(GOAL OF THE EXERCISE)
Where does the string "usize" appear in the records? Copy each line that holds it.

START RECORD SET

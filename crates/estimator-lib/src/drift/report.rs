//! Data drift report
//!
//! Compares the current batch against the reference dataset column by
//! column. Small references use a two-sample Kolmogorov-Smirnov test;
//! large references use the Wasserstein distance normalised by the
//! reference standard deviation.

use super::frame::DataFrame;
use super::stats;
use crate::error::DriftError;
use chrono::{DateTime, Utc};
use serde::{Deserialize, Serialize};
use std::fmt::Write;

/// P-value below which the K-S test flags drift
pub const KS_P_VALUE_THRESHOLD: f64 = 0.05;

/// Normed Wasserstein distance at or above which drift is flagged
pub const WASSERSTEIN_THRESHOLD: f64 = 0.1;

/// Largest reference size for which the K-S test is used
pub const KS_MAX_REFERENCE_ROWS: usize = 1000;

/// Default share of drifted columns that flags dataset drift
pub const DEFAULT_DRIFT_SHARE: f64 = 0.5;

/// Floor for the Wasserstein normalisation
const MIN_NORM: f64 = 0.001;

#[derive(Debug, Clone, Copy, PartialEq, Eq, Serialize, Deserialize)]
pub enum StatTest {
    #[serde(rename = "K-S p_value")]
    KolmogorovSmirnov,
    #[serde(rename = "Wasserstein distance (normed)")]
    Wasserstein,
}

impl std::fmt::Display for StatTest {
    fn fmt(&self, f: &mut std::fmt::Formatter<'_>) -> std::fmt::Result {
        match self {
            StatTest::KolmogorovSmirnov => write!(f, "K-S p_value"),
            StatTest::Wasserstein => write!(f, "Wasserstein distance (normed)"),
        }
    }
}

/// Drift result for one column
#[derive(Debug, Clone, Serialize, Deserialize)]
pub struct ColumnDrift {
    pub column: String,
    pub stattest: StatTest,
    /// p-value for K-S, normed distance for Wasserstein
    pub statistic: f64,
    pub threshold: f64,
    pub drift_detected: bool,
    pub current_mean: f64,
    pub reference_mean: f64,
}

/// Comparison of one batch against the reference dataset
#[derive(Debug, Clone, Serialize, Deserialize)]
pub struct DriftReport {
    pub generated_at: DateTime<Utc>,
    /// Calendar period label, e.g. `March_2025`
    pub period: String,
    pub current_rows: usize,
    pub reference_rows: usize,
    pub columns: Vec<ColumnDrift>,
    pub drifted_columns: usize,
    pub share_of_drifted_columns: f64,
    pub drift_share_threshold: f64,
    pub dataset_drift: bool,
}

/// Period label used in report file names
pub fn period_label(at: DateTime<Utc>) -> String {
    at.format("%B_%Y").to_string()
}

/// Builds drift reports with fixed thresholds
#[derive(Debug, Clone)]
pub struct DriftReportBuilder {
    drift_share: f64,
    ks_threshold: f64,
    wasserstein_threshold: f64,
    ks_max_reference_rows: usize,
}

impl Default for DriftReportBuilder {
    fn default() -> Self {
        Self::new(DEFAULT_DRIFT_SHARE)
    }
}

impl DriftReportBuilder {
    pub fn new(drift_share: f64) -> Self {
        Self {
            drift_share,
            ks_threshold: KS_P_VALUE_THRESHOLD,
            wasserstein_threshold: WASSERSTEIN_THRESHOLD,
            ks_max_reference_rows: KS_MAX_REFERENCE_ROWS,
        }
    }

    pub fn drift_share(&self) -> f64 {
        self.drift_share
    }

    /// Compare every column of `current` against `reference`
    pub fn build(
        &self,
        current: &DataFrame,
        reference: &DataFrame,
        generated_at: DateTime<Utc>,
    ) -> Result<DriftReport, DriftError> {
        if current.is_empty() {
            return Err(DriftError::EmptyBatch);
        }

        let mut columns = Vec::with_capacity(current.column_names().len());
        for name in current.column_names() {
            let cur = current.column(name).unwrap_or_default();
            let reference_values = reference
                .column(name)
                .filter(|values| !values.is_empty())
                .ok_or_else(|| DriftError::MissingColumn(name.clone()))?;
            if cur.is_empty() {
                continue;
            }
            columns.push(self.compare_column(name, cur, reference_values));
        }

        let drifted_columns = columns.iter().filter(|c| c.drift_detected).count();
        let share = if columns.is_empty() {
            0.0
        } else {
            drifted_columns as f64 / columns.len() as f64
        };

        Ok(DriftReport {
            generated_at,
            period: period_label(generated_at),
            current_rows: current.len(),
            reference_rows: reference.len(),
            columns,
            drifted_columns,
            share_of_drifted_columns: share,
            drift_share_threshold: self.drift_share,
            dataset_drift: share >= self.drift_share && drifted_columns > 0,
        })
    }

    fn compare_column(&self, name: &str, current: &[f64], reference: &[f64]) -> ColumnDrift {
        let current_mean = stats::mean(current).unwrap_or_default();
        let reference_mean = stats::mean(reference).unwrap_or_default();

        let (stattest, statistic, threshold, drift_detected) =
            if reference.len() <= self.ks_max_reference_rows {
                let (_, p_value) = stats::ks_two_sample(current, reference).unwrap_or((0.0, 1.0));
                (
                    StatTest::KolmogorovSmirnov,
                    p_value,
                    self.ks_threshold,
                    p_value < self.ks_threshold,
                )
            } else {
                let norm = stats::std_dev(reference).unwrap_or_default().max(MIN_NORM);
                let distance = stats::wasserstein_distance(current, reference).unwrap_or_default() / norm;
                (
                    StatTest::Wasserstein,
                    distance,
                    self.wasserstein_threshold,
                    distance >= self.wasserstein_threshold,
                )
            };

        ColumnDrift {
            column: name.to_string(),
            stattest,
            statistic,
            threshold,
            drift_detected,
            current_mean,
            reference_mean,
        }
    }
}

fn escape_html(s: &str) -> String {
    s.replace('&', "&amp;")
        .replace('<', "&lt;")
        .replace('>', "&gt;")
        .replace('"', "&quot;")
}

impl DriftReport {
    /// Render a standalone HTML page
    pub fn to_html(&self) -> String {
        let mut rows = String::new();
        for c in &self.columns {
            let _ = write!(
                rows,
                "<tr class=\"{}\"><td>{}</td><td>{}</td><td>{:.4}</td><td>{:.4}</td><td>{}</td><td>{:.2}</td><td>{:.2}</td></tr>\n",
                if c.drift_detected { "drift" } else { "ok" },
                escape_html(&c.column),
                c.stattest,
                c.statistic,
                c.threshold,
                if c.drift_detected { "Detected" } else { "Not detected" },
                c.current_mean,
                c.reference_mean,
            );
        }

        format!(
            r#"<!DOCTYPE html>
<html lang="fr">
<head>
<meta charset="utf-8">
<title>Data drift report {period}</title>
<style>
body {{ font-family: sans-serif; margin: 2em; }}
table {{ border-collapse: collapse; }}
td, th {{ border: 1px solid #ccc; padding: 4px 8px; }}
tr.drift td {{ background: #fde2e2; }}
</style>
</head>
<body>
<h1>Data drift report</h1>
<p>Generated at {generated_at} for period {period}.</p>
<p>Current rows: {current_rows}. Reference rows: {reference_rows}.</p>
<p>Dataset drift: <strong>{dataset_drift}</strong> ({drifted} of {total} columns drifted, share {share:.2}, threshold {threshold:.2}).</p>
<table>
<tr><th>Column</th><th>Test</th><th>Statistic</th><th>Threshold</th><th>Drift</th><th>Current mean</th><th>Reference mean</th></tr>
{rows}</table>
</body>
</html>
"#,
            period = escape_html(&self.period),
            generated_at = self.generated_at.to_rfc3339(),
            current_rows = self.current_rows,
            reference_rows = self.reference_rows,
            dataset_drift = if self.dataset_drift { "detected" } else { "not detected" },
            drifted = self.drifted_columns,
            total = self.columns.len(),
            share = self.share_of_drifted_columns,
            threshold = self.drift_share_threshold,
            rows = rows,
        )
    }
}

#[cfg(test)]
mod tests {
    use super::*;
    use crate::models::{columns, DriftRow, FeatureRow};
    use chrono::TimeZone;

    fn row(surface: f64, price: f64) -> DriftRow {
        DriftRow::new(
            FeatureRow {
                surface_reelle_bati: surface,
                nombre_pieces_principales: 3.0,
                surface_terrain: 0.0,
                nombre_de_lots: 1.0,
            },
            price,
        )
    }

    fn frame(n: usize, offset: f64) -> DataFrame {
        let rows: Vec<DriftRow> = (0..n)
            .map(|i| row(40.0 + i as f64 + offset, 3000.0 + 10.0 * i as f64 + offset))
            .collect();
        DataFrame::from_rows(&rows)
    }

    fn at() -> DateTime<Utc> {
        Utc.with_ymd_and_hms(2025, 3, 14, 12, 0, 0).unwrap()
    }

    #[test]
    fn test_period_label() {
        assert_eq!(period_label(at()), "March_2025");
    }

    #[test]
    fn test_no_drift_against_same_distribution() {
        let builder = DriftReportBuilder::default();
        let report = builder.build(&frame(60, 0.0), &frame(60, 0.0), at()).unwrap();

        assert_eq!(report.columns.len(), 5);
        assert!(report.columns.iter().all(|c| c.stattest == StatTest::KolmogorovSmirnov));
        assert!(!report.dataset_drift);
        assert_eq!(report.period, "March_2025");
    }

    #[test]
    fn test_drift_detected_on_shifted_columns() {
        let builder = DriftReportBuilder::default();
        let report = builder.build(&frame(60, 5000.0), &frame(60, 0.0), at()).unwrap();

        let surface = report
            .columns
            .iter()
            .find(|c| c.column == columns::SURFACE_BATI)
            .unwrap();
        assert!(surface.drift_detected);
        // Surface and price drift, the three constant columns do not
        assert_eq!(report.drifted_columns, 2);
        assert!(!report.dataset_drift);

        let strict = DriftReportBuilder::new(0.3);
        assert!(strict.build(&frame(60, 5000.0), &frame(60, 0.0), at()).unwrap().dataset_drift);
    }

    #[test]
    fn test_single_extreme_row_drifts() {
        let builder = DriftReportBuilder::default();
        let current = DataFrame::from_rows(&[row(1e6, 1e9)]);
        let report = builder.build(&current, &frame(200, 0.0), at()).unwrap();

        for column in [columns::SURFACE_BATI, columns::PRIX_M2] {
            let drift = report.columns.iter().find(|c| c.column == column).unwrap();
            assert_eq!(drift.stattest, StatTest::KolmogorovSmirnov);
            assert!(drift.drift_detected, "{} should drift", column);
            assert!(drift.statistic < KS_P_VALUE_THRESHOLD);
        }
        assert_eq!(report.drifted_columns, 2);

        let typical = DataFrame::from_rows(&[row(140.0, 4000.0)]);
        let report = builder.build(&typical, &frame(200, 0.0), at()).unwrap();
        assert_eq!(report.drifted_columns, 0);
    }

    #[test]
    fn test_large_reference_uses_wasserstein() {
        let builder = DriftReportBuilder::default();
        let report = builder.build(&frame(10, 0.0), &frame(1500, 0.0), at()).unwrap();
        assert!(report.columns.iter().all(|c| c.stattest == StatTest::Wasserstein));
    }

    #[test]
    fn test_missing_reference_column() {
        let builder = DriftReportBuilder::default();
        let err = builder
            .build(&frame(5, 0.0), &DataFrame::default(), at())
            .unwrap_err();
        assert!(matches!(err, DriftError::MissingColumn(_)));
    }

    #[test]
    fn test_empty_batch() {
        let builder = DriftReportBuilder::default();
        let err = builder
            .build(&DataFrame::default(), &frame(5, 0.0), at())
            .unwrap_err();
        assert!(matches!(err, DriftError::EmptyBatch));
    }

    #[test]
    fn test_html_lists_columns() {
        let report = DriftReportBuilder::default()
            .build(&frame(20, 0.0), &frame(20, 0.0), at())
            .unwrap();
        let html = report.to_html();
        assert!(html.contains("March_2025"));
        assert!(html.contains(columns::NOMBRE_PIECES));
        assert!(html.contains("K-S p_value"));
    }
}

END RECORD SET

(RESPONSE)
pub const KS_MAX_REFERENCE_ROWS: usize = 1000;
    pub current_rows: usize,
    pub reference_rows: usize,
    pub drifted_columns: usize,
    ks_max_reference_rows: usize,
    fn frame(n: usize, offset: f64) -> DataFrame {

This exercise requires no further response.